Summary and Analysis: Part 3—The Third Hearing—Chapters 1-2
Rubashov's second diary entry, made on the twentieth day of his imprisonment, discusses the "'pendulum movement in history, swinging from absolutism to democracy.'" He theorizes that the alternation between absolutism (which is also known as totalitarian dictatorship) and democracy reflects a situation in which economic and technological change outpaces the ability of a population to comprehend and adapt to this change. When the population has adapted to change, it becomes a democracy. However, Rubashov argues that until the population does adapt, absolutism is possible and sometimes even necessary. He claims that socialist theory failed to recognize this. Instead, it mistakenly believed "'that the level of mass-consciousness rose constantly and steadily.'" In the Party homeland, the population is lagging behind the change brought about by the elimination of private property under Communism, so a democracy is not possible. Rubashov concludes that during this period when the population lags behind change, the members of the political opposition can spark a coup d'état and depose the government, they can "'die in silence,'" or they can deny and suppress their individual convictions. He adds that in the Party homeland, this last option has become a moral system. In this system, denying one's own convictions is preferable to hopelessly struggling against the Party.

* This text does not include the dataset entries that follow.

pub mod collaborators;
pub mod error;
pub mod launcher;
pub mod monitor;
pub mod orchestrator;
pub mod save_data;
pub mod slot;
pub mod status;

pub use error::{EngineError, Result};
pub use orchestrator::{
    Collaborators, GameOutcome, Operation, RestoreOutcome, StoreReport, SyncOrchestrator,
    TargetReport,
};
pub use slot::{SlotRestore, SlotStore, StorageSlot};
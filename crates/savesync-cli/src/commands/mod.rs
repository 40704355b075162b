pub mod backups;
pub mod init;
pub mod list;
pub mod login;
pub mod restore;
pub mod run;
pub mod select;
pub mod settings;
pub mod status;
pub mod store;
pub mod version;
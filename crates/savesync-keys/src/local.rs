use aes_gcm::aead::{Aead, KeyInit};
use aes_gcm::{Aes256Gcm, Nonce};
use base64::Engine;
use base64::engine::general_purpose::STANDARD;
use hkdf::Hkdf;
use rand::RngCore;
use rand::rngs::OsRng;
use sha2::Sha256;
use std::path::{Path, PathBuf};
use zeroize::Zeroize;

use crate::provider::{SecretProtector, UserKey};

/// Fixed entropy mixed into every derived key, so that the raw user key is
/// never used directly as a cipher key.
const PROTECTION_ENTROPY: [u8; 16] = [
    0x5b, 0x50, 0x9f, 0x82, 0xf1, 0x4b, 0x4c, 0x4d, 0x92, 0xee, 0x00, 0xac, 0xb1, 0xd2, 0xee, 0x6f,
];

const KEY_INFO: &[u8] = b"savesync-credentials-v1";
const NONCE_LEN: usize = 12;

/// Per-user credential protection.
///
/// A random 32-byte secret lives in a key file readable only by the current
/// user. The cipher key is HKDF-SHA256(secret, salt = fixed entropy,
/// info = "savesync-credentials-v1"). Values are sealed with AES-256-GCM and
/// written as `base64(nonce || ciphertext)`.
pub struct LocalProtector {
    key_path: PathBuf,
    key: UserKey,
}

impl LocalProtector {
    /// Open the key file, creating it with a fresh secret when absent.
    pub fn open_or_create(key_path: &Path) -> anyhow::Result<Self> {
        if key_path.exists() {
            Self::open(key_path)
        } else {
            Self::create(key_path)
        }
    }

    pub fn create(key_path: &Path) -> anyhow::Result<Self> {
        let mut secret = [0u8; 32];
        OsRng.fill_bytes(&mut secret);

        if let Some(parent) = key_path.parent() {
            std::fs::create_dir_all(parent)?;
        }
        std::fs::write(key_path, secret)?;
        restrict_permissions(key_path)?;
        tracing::info!(path = %key_path.display(), "Created user credential key");

        let key = Self::derive(&secret)?;
        secret.zeroize();
        Ok(Self {
            key_path: key_path.to_path_buf(),
            key,
        })
    }

    pub fn open(key_path: &Path) -> anyhow::Result<Self> {
        let mut data = std::fs::read(key_path)?;
        if data.len() != 32 {
            data.zeroize();
            anyhow::bail!(
                "User key file {} is corrupt (expected 32 bytes)",
                key_path.display()
            );
        }
        let key = Self::derive(&data)?;
        data.zeroize();
        Ok(Self {
            key_path: key_path.to_path_buf(),
            key,
        })
    }

    pub fn key_path(&self) -> &Path {
        &self.key_path
    }

    fn derive(secret: &[u8]) -> anyhow::Result<UserKey> {
        let hk = Hkdf::<Sha256>::new(Some(&PROTECTION_ENTROPY), secret);
        let mut okm = [0u8; 32];
        hk.expand(KEY_INFO, &mut okm)
            .map_err(|e| anyhow::anyhow!("HKDF expansion failed: {e}"))?;
        Ok(UserKey { key: okm })
    }

    fn cipher(&self) -> anyhow::Result<Aes256Gcm> {
        Aes256Gcm::new_from_slice(&self.key.key).map_err(|e| anyhow::anyhow!("Invalid user key: {e}"))
    }
}

impl SecretProtector for LocalProtector {
    fn name(&self) -> &'static str {
        "local"
    }

    fn protect(&self, value: &str) -> anyhow::Result<String> {
        let mut nonce_bytes = [0u8; NONCE_LEN];
        OsRng.fill_bytes(&mut nonce_bytes);
        let nonce = Nonce::from_slice(&nonce_bytes);

        let ciphertext = self
            .cipher()?
            .encrypt(nonce, value.as_bytes())
            .map_err(|e| anyhow::anyhow!("Credential encryption failed: {e}"))?;

        let mut output = Vec::with_capacity(NONCE_LEN + ciphertext.len());
        output.extend_from_slice(&nonce_bytes);
        output.extend_from_slice(&ciphertext);
        Ok(STANDARD.encode(output))
    }

    fn unprotect(&self, stored: &str) -> anyhow::Result<String> {
        let data = STANDARD
            .decode(stored.trim())
            .map_err(|e| anyhow::anyhow!("Protected value is not valid base64: {e}"))?;
        if data.len() <= NONCE_LEN {
            anyhow::bail!("Protected value too short");
        }

        let (nonce_bytes, ciphertext) = data.split_at(NONCE_LEN);
        let mut plaintext = self
            .cipher()?
            .decrypt(Nonce::from_slice(nonce_bytes), ciphertext)
            .map_err(|_| anyhow::anyhow!("Wrong user key or corrupted credential"))?;

        let value = String::from_utf8(plaintext.clone())?;
        plaintext.zeroize();
        Ok(value)
    }
}

#[cfg(unix)]
fn restrict_permissions(path: &Path) -> anyhow::Result<()> {
    use std::os::unix::fs::PermissionsExt;
    std::fs::set_permissions(path, std::fs::Permissions::from_mode(0o600))?;
    Ok(())
}

#[cfg(not(unix))]
fn restrict_permissions(_path: &Path) -> anyhow::Result<()> {
    Ok(())
}

#[cfg(test)]
mod tests {
    use super::*;
    use tempfile::TempDir;

    #[test]
    fn create_and_reopen_key() {
        let tmp = TempDir::new().unwrap();
        let path = tmp.path().join("user.key");

        let p1 = LocalProtector::open_or_create(&path).unwrap();
        let stored = p1.protect("refresh-token").unwrap();

        let p2 = LocalProtector::open_or_create(&path).unwrap();
        assert_eq!(p2.unprotect(&stored).unwrap(), "refresh-token");
    }

    #[test]
    fn same_value_encrypts_differently() {
        let tmp = TempDir::new().unwrap();
        let p = LocalProtector::create(&tmp.path().join("user.key")).unwrap();
        assert_ne!(p.protect("x").unwrap(), p.protect("x").unwrap());
    }

    #[test]
    fn other_key_cannot_unprotect() {
        let tmp = TempDir::new().unwrap();
        let a = LocalProtector::create(&tmp.path().join("a.key")).unwrap();
        let b = LocalProtector::create(&tmp.path().join("b.key")).unwrap();
        let stored = a.protect("secret").unwrap();
        assert!(b.unprotect(&stored).is_err());
    }

    #[test]
    fn corrupt_key_file_fails() {
        let tmp = TempDir::new().unwrap();
        let path = tmp.path().join("user.key");
        std::fs::write(&path, b"short").unwrap();
        assert!(LocalProtector::open(&path).is_err());
    }

    #[test]
    fn tampered_value_fails() {
        let tmp = TempDir::new().unwrap();
        let p = LocalProtector::create(&tmp.path().join("user.key")).unwrap();
        let stored = p.protect("secret").unwrap();
        let mut raw = STANDARD.decode(&stored).unwrap();
        let last = raw.len() - 1;
        raw[last] ^= 0xff;
        assert!(p.unprotect(&STANDARD.encode(raw)).is_err());
        assert!(p.unprotect("AAAA").is_err());
    }

    #[cfg(unix)]
    #[test]
    fn key_file_is_private() {
        use std::os::unix::fs::PermissionsExt;
        let tmp = TempDir::new().unwrap();
        let path = tmp.path().join("user.key");
        LocalProtector::create(&path).unwrap();
        let mode = std::fs::metadata(&path).unwrap().permissions().mode();
        assert_eq!(mode & 0o777, 0o600);
    }
}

Rubashov writes his diary entry on the morning after Bogrov's execution. On that morning, he met a peasant in the prison yard. The peasant told him about his village's resistance to the Government and the resulting arrests. After eating lunch, Rubashov tells No. 402 that he will capitulate. He reads through his statement, which he copies out as a letter to the Public Prosecutor, and signs it.
Rubashov returns to his earlier thought that the Party is "sailing without ballast" in his diary entry from the twentieth day of prison. This implies that there is no grounding or weight to the Party's actions, and even small winds can blow the Party off course. Rubashov proposes that the only way for errant Party officials to preserve themselves is to deny and suppress "'one's own conviction when there is no prospect of materializing it. '" By denying one's own feelings, one can still serve the Party. However, Rubashov leaves unaddressed the question of how one can...
(The entire section is 593 words.)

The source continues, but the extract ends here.